[ this end up ]

>blah blah blah

In Uncategorized on June 26, 2006 at 1 am

>This is gonna bore the shit out of most of you. No “Richie and I had an orgy with 3 Nica girls and two midgets” stories here. Just my thoughts and no photos and it’s pretty drab for anyone who doesn’t care about me a lot or gave birth to me. But I feel much better with the words floating around on e-paper and not stuck inside my head.

Plus it was 5 girls, not 3.

And it was donkeys, not midgets.

When we hit the border from Costa Rica I thought “Oh Shit,” or that’s what I would have thought if the sea of hawkers and sellers and con-men had given me a moment to think. We walked through this mess and somehow found our way onto a hot-as-shit bus and somehow made it to San Juan Del Sur.
San Juan Del Sur is the best place on earth. Google image search it if you do not trust me. A wordsmith I am not so I can’t do justice to the place but I will try.
The people are quaint and nice and lazy as all hell. If sitting and watching life was…. you know how the analogy goes. But there are also people out moving ALL THE TIME, walking or observing or dancing or playing soccer on the low tide showing beach until the water rises and overtakes them and they change from soccer to a weird game of water polo meets volleyball. The town is small but the tourists make it bustle and the colors, oh man the colors are wild. Inspired by Toucans {I just made that up} every house is the hue of a child’s dreams and what would be tawdry and gaudy back home is utterly beautiful here. As houses change owners, turquoise makes way to purple to bright pink to electric blue and so forth with the the trims all clashing neon colors and the sidewalk lined with mosaic or painted by a blind man. Gay people everywhere run for your fashioncentric lives. Anyway it rules.

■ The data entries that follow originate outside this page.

//! One RDMA path of a session.

use std::sync::Arc;
use std::sync::atomic::{AtomicBool, AtomicU8, AtomicU64, Ordering};

use ibtrs_types::ConId;
use parking_lot::RwLock;

use crate::error::RdmaError;
use crate::rdma::{RdmaPath, WorkRequest};

/// State of one path.
#[derive(Debug, Clone, Copy, PartialEq, Eq)]
#[repr(u8)]
pub enum ConnectionState {
    /// Handshake in progress.
    Connecting = 0,
    /// Ready for data transfer.
    Ready = 1,
    /// Lost; posted work is flushed with errors.
    Error = 2,
    /// Closed by the owner.
    Closed = 3,
}

impl ConnectionState {
    fn from_u8(v: u8) -> Self {
        match v {
            0 => ConnectionState::Connecting,
            1 => ConnectionState::Ready,
            2 => ConnectionState::Error,
            _ => ConnectionState::Closed,
        }
    }
}

/// Kind of work a completion id refers to.
#[derive(Debug, Clone, Copy, PartialEq, Eq)]
#[repr(u8)]
pub enum WrKind {
    /// Write carrying a tag's request.
    Tag = 1,
    /// Send from the message pool.
    Msg = 2,
    /// Server response write.
    Resp = 3,
}

pub fn encode_wr_id(kind: WrKind, idx: u32) -> u64 {
    ((kind as u64) << 32) | idx as u64
}

pub fn decode_wr_id(wr_id: u64) -> Option<(WrKind, u32)> {
    let idx = wr_id as u32;
    let kind = match (wr_id >> 32) as u8 {
        1 => WrKind::Tag,
        2 => WrKind::Msg,
        3 => WrKind::Resp,
        _ => return None,
    };
    Some((kind, idx))
}

pub struct Connection {
    con_id: ConId,
    state: AtomicU8,
    path: RwLock<Option<Arc<dyn RdmaPath>>>,
    generation: AtomicU64,
    reconnecting: AtomicBool,
}

impl Connection {
    pub fn new(con_id: ConId) -> Self {
        Self {
            con_id,
            state: AtomicU8::new(ConnectionState::Connecting as u8),
            path: RwLock::new(None),
            generation: AtomicU64::new(0),
            reconnecting: AtomicBool::new(false),
        }
    }

    pub fn con_id(&self) -> ConId {
        self.con_id
    }

    pub fn state(&self) -> ConnectionState {
        ConnectionState::from_u8(self.state.load(Ordering::Acquire))
    }

    /// Start a new incarnation. Completions tagged with an older generation
    /// belong to a path that is gone.
    pub fn next_generation(&self) -> u64 {
        self.state
            .store(ConnectionState::Connecting as u8, Ordering::Release);
        self.generation.fetch_add(1, Ordering::AcqRel) + 1
    }

    pub fn generation(&self) -> u64 {
        self.generation.load(Ordering::Acquire)
    }

    pub fn is_current(&self, generation: u64) -> bool {
        self.generation.load(Ordering::Acquire) == generation
    }

    /// Install the path established for `generation`. Refused if a newer
    /// incarnation has started in the meantime.
    pub fn attach(&self, path: Arc<dyn RdmaPath>, generation: u64) -> bool {
        let mut slot = self.path.write();
        if !self.is_current(generation) {
            return false;
        }
        *slot = Some(path);
        self.state
            .store(ConnectionState::Ready as u8, Ordering::Release);
        true
    }

    /// Take the path out if it belongs to `generation`. The caller closes it.
    pub fn detach(&self, generation: u64) -> Option<Arc<dyn RdmaPath>> {
        let mut slot = self.path.write();
        if !self.is_current(generation) {
            return None;
        }
        self.state
            .store(ConnectionState::Error as u8, Ordering::Release);
        slot.take()
    }

    /// Detach whatever is installed and mark the path closed.
    pub fn shutdown(&self) -> Option<Arc<dyn RdmaPath>> {
        let mut slot = self.path.write();
        self.generation.fetch_add(1, Ordering::AcqRel);
        self.state
            .store(ConnectionState::Closed as u8, Ordering::Release);
        slot.take()
    }

    pub fn path(&self) -> Option<Arc<dyn RdmaPath>> {
        self.path.read().clone()
    }

    pub fn is_up(&self) -> bool {
        self.state() == ConnectionState::Ready
    }

    pub fn post(&self, wr: WorkRequest) -> Result<(), RdmaError> {
        let path = self.path().ok_or(RdmaError::PathDown)?;
        path.post(wr)
    }

    /// Claim the reconnect slot for this path. Returns `false` if a worker
    /// already owns it.
    pub fn begin_reconnect(&self) -> bool {
        !self.reconnecting.swap(true, Ordering::AcqRel)
    }

    pub fn end_reconnect(&self) {
        self.reconnecting.store(false, Ordering::Release);
    }

    pub fn describe(&self) -> String {
        let peer = self.path().map(|p| p.peer().to_string());
        format!(
            "Connection(con={}, state={:?}, peer={})",
            self.con_id,
            self.state(),
            peer.as_deref().unwrap_or("-")
        )
    }
}

#[cfg(test)]
mod tests {
    use super::*;
    use crate::rdma::CompletionHandler;
    use async_trait::async_trait;
    use bytes::Bytes;
    use ibtrs_types::Address;
    use std::sync::atomic::AtomicUsize;

    #[derive(Default)]
    struct CountingPath {
        posted: AtomicUsize,
    }

    #[async_trait]
    impl RdmaPath for CountingPath {
        fn post(&self, _wr: WorkRequest) -> Result<(), RdmaError> {
            self.posted.fetch_add(1, Ordering::SeqCst);
            Ok(())
        }

        async fn exchange(&self, _request: Bytes) -> Result<Bytes, RdmaError> {
            Err(RdmaError::NotInitiator)
        }

        fn bind(&self, _handler: Arc<dyn CompletionHandler>) {}

        fn close(&self) {}

        fn peer(&self) -> Address {
            Address::from_octets(10, 0, 0, 2, 4000)
        }

        fn is_up(&self) -> bool {
            true
        }
    }

    #[test]
    fn test_wr_id_roundtrip() {
        let id = encode_wr_id(WrKind::Msg, 7);
        assert_eq!(decode_wr_id(id), Some((WrKind::Msg, 7)));
        assert_eq!(decode_wr_id(42), None);
    }

    #[test]
    fn test_attach_and_post() {
        let conn = Connection::new(ConId(0));
        assert!(matches!(conn.post(WorkRequest::Heartbeat), Err(RdmaError::PathDown)));

        let path = Arc::new(CountingPath::default());
        let generation = conn.next_generation();
        assert_eq!(conn.state(), ConnectionState::Connecting);
        assert!(conn.attach(path.clone(), generation));
        assert!(conn.is_up());
        conn.post(WorkRequest::Heartbeat).unwrap();
        assert_eq!(path.posted.load(Ordering::SeqCst), 1);
        assert!(conn.describe().contains("10.0.0.2"));
    }

    #[test]
    fn test_stale_generation_ignored() {
        let conn = Connection::new(ConId(1));
        let old = conn.next_generation();
        assert!(conn.attach(Arc::new(CountingPath::default()), old));
        let new = conn.next_generation();
        assert!(conn.detach(old).is_none());
        assert!(conn.attach(Arc::new(CountingPath::default()), new));
        assert!(conn.detach(new).is_some());
        assert_eq!(conn.state(), ConnectionState::Error);
        assert!(!conn.is_up());
    }

    #[test]
    fn test_shutdown_invalidates_generation() {
        let conn = Connection::new(ConId(0));
        let generation = conn.next_generation();
        assert!(conn.attach(Arc::new(CountingPath::default()), generation));
        assert!(conn.shutdown().is_some());
        assert!(!conn.is_current(generation));
        assert_eq!(conn.state(), ConnectionState::Closed);
    }

    #[test]
    fn test_reconnect_claim() {
        let conn = Connection::new(ConId(0));
        assert!(conn.begin_reconnect());
        assert!(!conn.begin_reconnect());
        conn.end_reconnect();
        assert!(conn.begin_reconnect());
    }
}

One thing I love about travel is that it is a vacation away from myself and I often remember things that otherwise would have been buried.
I’m sitting on the beach drinking $1 vodka with Richard and the Franuaks {french-canadians} and we are staring at a black sky full of brilliant stars. I remember this:
I remember being young in DC with my family and a man with a telescope is promising a view of Saturn for a fee. My Dad pays, to my delight, and I look through the lens with excitement, except Saturn is just a flat monochromatic shape, a poorly drawn character of the version in my head and this, I believe, is my first lesson in mystery and anticipation being better than the real thing.
I remember a meteor shower, viewed alone on the beach at Tybee Island. The sky is unmolested by florescent light out in the secluded Georgia swamp and the stars burn their full intensity. They fall, long tails of silver, they fall and fall and it is the most amazing thing I have ever seen but I am hardly watching. I’m looking at the people around me, people with lovers and friends to share this with and I so desire to share this with someone, a friend or lover, but I have neither. By now the entire sky is plummeting, a magnificent silver rain, and I may never again see such beauty but I pray to never again feel such pain and loneliness.
At midnight Sophie and I don our undies and charge into the ocean. I run with a full faced grin and collapse in the cool black water. The water is immense and engulfing and waves come from nowhere to explode upon us and they rip my boxers from my hips.
After a while we get out but pause to stare at the stars and I see one fall. With it I wish that everyone I know could be in this black water and be blissfully unaware of their lives and responsibilities, like a huge mental baptism, and only be aware of this moment and this feeling and all of us.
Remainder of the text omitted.